Clinical Trial Details
— Status: Completed
Administrative data
NCT number |
NCT04980508 |
Other study ID # |
AnkaraYBU-URO-SU-02 |
Secondary ID |
|
Status |
Completed |
Phase |
N/A
|
First received |
|
Last updated |
|
Start date |
February 20, 2021 |
Est. completion date |
May 30, 2021 |
Study information
Verified date |
July 2021 |
Source |
Ankara Yildirim Beyazit University |
Contact |
n/a |
Is FDA regulated |
No |
Health authority |
|
Study type |
Interventional
|
Clinical Trial Summary
The aim of the study is to illuminate the role of COVID-19 in the pathophysiology of erectile
dysfunction (ED). Nine patients that had COVID-19 and were treated as outpatients were
classified as group 1, 10 patients who were hospitalized due to COVID-19 were classified as
group 2, and 10 patients who did not have COVID-19 and applied to the urology outpatient
clinic with ED complaints and had similar clinical characteristics were classified as the
control group (group 3). Patients underwent diagnostic evaluation including International
Index of Erectile Function-5 form, penile color Doppler ultrasonography, corpus cavernosum
electromyography, and fasting serum levels of reproductive hormones (07-11 am). According to
the results of our study, cavernous smooth muscle damage occurs in patients with COVID-19 and
it has an important role in the pathophysiology of erectile dysfunction.
Description:
COVID-19, which is caused by a novel coronavirus Sars-Cov-2, has been affecting people all
over the world for more than a year and has resulted in many deaths. It can affect almost
every part of the body and cause diseases including anosmia, hypogonadism, myopathy,
neuropathy, and vasculitis. Studies have reported that it may cause erectile dysfunction
(ED), however, its role in the pathophysiology of ED has not yet been fully elucidated.
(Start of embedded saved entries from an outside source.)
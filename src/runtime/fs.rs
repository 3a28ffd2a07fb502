//! File system operations (read, write, directory).

use anyhow::{Context, Result};
use std::fs;
use std::path::{Path, PathBuf};

use super::RealRuntime;

impl RealRuntime {
    #[tracing::instrument(skip(self, contents))]
    pub(crate) fn write_impl(&self, path: &Path, contents: &[u8]) -> Result<()> {
        fs::write(path, contents).with_context(|| format!("Failed to write {}", path.display()))?;
        Ok(())
    }

    #[tracing::instrument(skip(self))]
    pub(crate) fn read_to_string_impl(&self, path: &Path) -> Result<String> {
        fs::read_to_string(path).with_context(|| format!("Failed to read {}", path.display()))
    }

    #[tracing::instrument(skip(self))]
    pub(crate) fn rename_impl(&self, from: &Path, to: &Path) -> Result<()> {
        fs::rename(from, to).with_context(|| {
            format!("Failed to rename {} to {}", from.display(), to.display())
        })?;
        Ok(())
    }

    #[tracing::instrument(skip(self))]
    pub(crate) fn create_dir_all_impl(&self, path: &Path) -> Result<()> {
        fs::create_dir_all(path).context("Failed to create directory")?;
        Ok(())
    }

    #[tracing::instrument(skip(self))]
    pub(crate) fn remove_dir_impl(&self, path: &Path) -> Result<()> {
        fs::remove_dir(path).context("Failed to remove directory")?;
        Ok(())
    }

    #[tracing::instrument(skip(self))]
    pub(crate) fn remove_dir_all_impl(&self, path: &Path) -> Result<()> {
        fs::remove_dir_all(path).context("Failed to remove directory and its contents")?;
        Ok(())
    }

    #[tracing::instrument(skip(self))]
    pub(crate) fn exists_impl(&self, path: &Path) -> bool {
        path.exists()
    }

    #[tracing::instrument(skip(self))]
    pub(crate) fn is_dir_impl(&self, path: &Path) -> bool {
        path.is_dir()
    }

    #[tracing::instrument(skip(self))]
    pub(crate) fn read_dir_impl(&self, path: &Path) -> Result<Vec<PathBuf>> {
        let mut entries = fs::read_dir(path)
            .with_context(|| format!("Failed to read directory {}", path.display()))?
            .map(|entry| Ok(entry?.path()))
            .collect::<Result<Vec<_>>>()?;
        entries.sort();
        Ok(entries)
    }
}
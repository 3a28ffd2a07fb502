use anyhow::Result;
use log::info;
use std::io::Write;

use super::Env;
use crate::build::BuildTool;
use crate::error::BekuError;
use crate::runtime::Runtime;
use crate::vcs::Vcs;

impl<R: Runtime, V: Vcs, B: BuildTool> Env<R, V, B> {
    /// Remove a package that nothing requires, its checkout and its build
    /// outputs. With `recursive` the dependencies that would be left unused
    /// go too, each after every package requiring it.
    pub fn remove(&mut self, import_path: &str, recursive: bool) -> Result<()> {
        let import_path = import_path.trim();
        if import_path.is_empty() {
            return Err(BekuError::EmptyOrInvalidPackageName.into());
        }
        if self.graph.is_excluded(import_path) {
            writeln!(self.out, "!!! Package '{}' is excluded.", import_path)?;
            return Ok(());
        }

        let Some(pkg) = self.graph.get(import_path) else {
            return Err(BekuError::PackageNotFound(import_path.to_string()).into());
        };
        if !pkg.required_by.is_empty() {
            return Err(BekuError::PackageRequired {
                import_path: import_path.to_string(),
                required_by: pkg.required_by.clone(),
            }
            .into());
        }

        let targets = if recursive {
            let unused = self.graph.filter_unused_deps(import_path);
            self.graph.removal_order(&unused)
        } else {
            vec![import_path.to_string()]
        };

        self.print_list("The following packages will be removed:", &targets)?;
        if !self.confirm("Continue?", true)? {
            writeln!(self.out, ">>> Remove cancelled.")?;
            return Ok(());
        }

        let src_dir = self.src_dir();
        for target in &targets {
            let Some(pkg) = self.graph.get(target) else {
                continue;
            };
            pkg.remove(&self.runtime, &self.build, &src_dir)?;
            self.graph.detach(target);
            info!("{} removed", target);
            writeln!(self.out, ">>> {} removed.", target)?;
        }
        Ok(())
    }

    /// Put every import path on the exclude list, dropping whatever the
    /// graph knows about them. The checkouts stay on disk.
    pub fn exclude(&mut self, import_paths: &[String]) -> Result<()> {
        let import_paths: Vec<&str> = import_paths
            .iter()
            .map(|ip| ip.trim())
            .filter(|ip| !ip.is_empty())
            .collect();
        if import_paths.is_empty() {
            return Err(BekuError::EmptyOrInvalidPackageName.into());
        }

        for import_path in import_paths {
            if self.graph.exclude(import_path) {
                writeln!(self.out, ">>> {} excluded.", import_path)?;
            } else {
                writeln!(self.out, ">>> {} is already excluded.", import_path)?;
            }
        }
        Ok(())
    }
}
Patients aged 20-50 years who applied to the urology outpatient clinic due to ED were
included in the study. Nine patients that had COVID-19 and were treated as outpatients were
classified as group 1, 10 patients who were hospitalized due to COVID-19 were classified as
group 2, and 10 patients who did not have COVID-19 and applied to the urology outpatient
clinic with ED complaints and had similar clinical characteristics were classified as the
control group (group 3). Patients underwent diagnostic evaluation including International
Index of Erectile Function (IIEF)-5 form, penile color Doppler ultrasonography (CDUS), corpus
cavernosum electromyography (cc-EMG), and fasting serum levels of reproductive hormones
(07-11 am).
According to penile CDUS results, distribution of vasculogenic pathologies in groups was as
follows: 33% in group 1, 40% in group 2, and 40% in group 3. According to cc-EMG results, the
pre-vasoactive drug (VAD) amplitudes of the patients in group 2 were significantly lower than
those in group 3 (p: 0.005). Moreover, the pre-VAD amplitudes of the patients in group 1 were
also significantly lower than those in group 3 (p: 0.042). In addition, while the RD values
of the patients in group 2 were significantly lower than those in group 3, no significant
difference was observed between other groups. There was no significant difference between the
groups in terms of hormonal profile.
Cavernosal smooth muscle damage that occurs due to COVID-19-related endothelial dysfunction
may disrupt the nutrition of cavernosal tissues. The deterioration of the nutrition of the
cavernosal tissues may be one of the important reasons for the post-COVID-19 ED. The results
of our study need to be confirmed with larger studies in which electromyographic as well as
histopathological examinations are performed.